Emerging markets attract $17bn of inflows in first three weeks of 2021


Investors have piled billions of dollars into emerging market assets at the start of 2021 after a banner end to last year, showing how the flood of central bank stimulus continues to drive a frantic hunt for returns.

A group of 30 major developing countries has attracted $17bn in inflows in the first three weeks of January alone, according to a Financial Times analysis of daily data from the Institute of International Finance.

The strong start to 2021, with inflows largely aimed at equities, comes after a dramatic shift last year. After a record exodus of almost $90bn in March at the onset of the pandemic, investors returned to EM stock and bond markets in a rising flood, with almost $180bn in the fourth quarter bringing total inflows in the final nine months of 2020 to more than $360bn, according to a broader IIF dataset that tracks 63 emerging economies.

“The hunt for yield is most certainly on and will last a long time,” said Robin Brooks, the IIF’s chief economist. 

EM stocks have risen about 9 per cent in 2021 in dollar terms, outpacing developed markets, which have gained 2.7 per cent, according to the MSCI EM and World indices, respectively. Bond prices have softened, however, reflecting a soggy start to 2021 for global fixed-income markets.

Bank of America’s survey this month of investors with half a trillion dollars in assets under management illustrates how many fund houses are upbeat on the asset class this year.

The bank found a record 62 per cent of fund managers were overweight EM equities in January — allocating a bigger share of their capital than the levels in their benchmark indices. Two-thirds of fund managers surveyed said EMs would be the top-performing asset class of 2021.

Line chart of Combined daily debt and equity flows*, 28-day moving average ($bn) showing Emerging market flows remain strong this year

Rising optimism over EMs was matched by increasing pessimism over US assets, the survey found.

However, analysts warned that, while economic and business conditions were supportive for many EMs, recent inflows of foreign capital had been driven largely by huge stimulus programmes by the US Federal Reserve and other central banks during the pandemic, leaving vast pools of investment capital in search of greater returns than those typically available in developed markets.

Investors have been buoyed by the better than expected performance of many developing economies during the pandemic and by the early arrival of vaccines. Despite severe mortality rates in some countries, especially in Latin America, many others have suffered less acutely than expected, putting less strain than feared on health services and stretched public finances.

Trillions of dollars in liquidity injections from the Fed and other central banks, combined with swap lines from the Fed to several large EM central banks and swift action in the form of emergency lending from the IMF and the World Bank, have so far averted any systemic debt problems.

Column chart of Monthly cross-border flows to 63 emerging debt and equity markets ($bn) showing Investors returned to EM assets after record outflows in March 2020

Many investors hope EMs reliant on exports of commodities and other goods will benefit from rising demand from China, where the economy grew 2.3 per cent last year as other large economies contracted, and from the US, where Joe Biden’s administration is expected to spend heavily on infrastructure and other productive investments.

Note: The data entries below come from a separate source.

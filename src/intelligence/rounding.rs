// ABOUTME: Shared one-decimal rounding used by every analytics component
// ABOUTME: Round half away from zero on the scaled integer, applied uniformly

use crate::constants::weight_limits::DECIMAL_SCALE;

/// Round a value to one decimal place.
///
/// Scales by ten, rounds half away from zero, and scales back. This is the
/// single rounding rule for the whole engine: moving averages, period
/// statistics, and anomaly warnings all go through it, so create and read
/// paths can never disagree on a displayed value.
pub fn round1(value: f64) -> f64 {
    (value * DECIMAL_SCALE).round() / DECIMAL_SCALE
}

/// Whether a value already carries at most one fractional digit.
///
/// Uses the same scaled representation as [`round1`] so that a weight which
/// survives validation round-trips through the rounding rule unchanged.
pub fn has_single_decimal(value: f64) -> bool {
    let scaled = value * DECIMAL_SCALE;
    (scaled - scaled.round()).abs() < 1e-6
}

They also point to relatively low valuations for some EM assets.

Analysts at Goldman Sachs said EMs “should remain in favour through the coming months” thanks to their exposure to China and the broader uptick in the world economy as well as expectations for rising commodities prices.

The Wall Street bank said it had lifted its expectations for EM currencies, bonds and equities this month after they had all already moved towards targets in place at the start of the year.

However, David Hauner, EM strategist and economist at BofA Securities, said the start of 2021 had been more difficult than expected for EM bonds as a result of rising US interest rates and a stronger-than-expected dollar.

Both developments can be bad for EM assets, as rising US yields make investors less willing to buy riskier assets elsewhere, and a stronger dollar creates problems for EM governments and businesses that have borrowed overseas by issuing dollar-denominated bonds.

“Most EMs are fundamentally solid enough to deal with moderately rising rates,” he wrote in a report on January 14. “Still, returns in EM fixed income this year are likely to be just moderate.”

Philip Turner, visiting lecturer at the University of Basel and a former senior official at the Bank for International Settlements, said companies in EMs had been able to borrow easily during the crisis thanks to the actions of the Fed and others, including efforts by EM central banks to keep local financial markets operating smoothly.

But while governance at the company and national level had improved in many cases, he said portfolio flows to EMs had been driven primarily by global liquidity and were generating the risk of instability.

“Interest rates have been low for a very long time and we have no previous experience of that,” he said. “There is a lot of interest rate risk in the world. We’ve never had a stress test and it’s very difficult to know what will happen when conditions change.”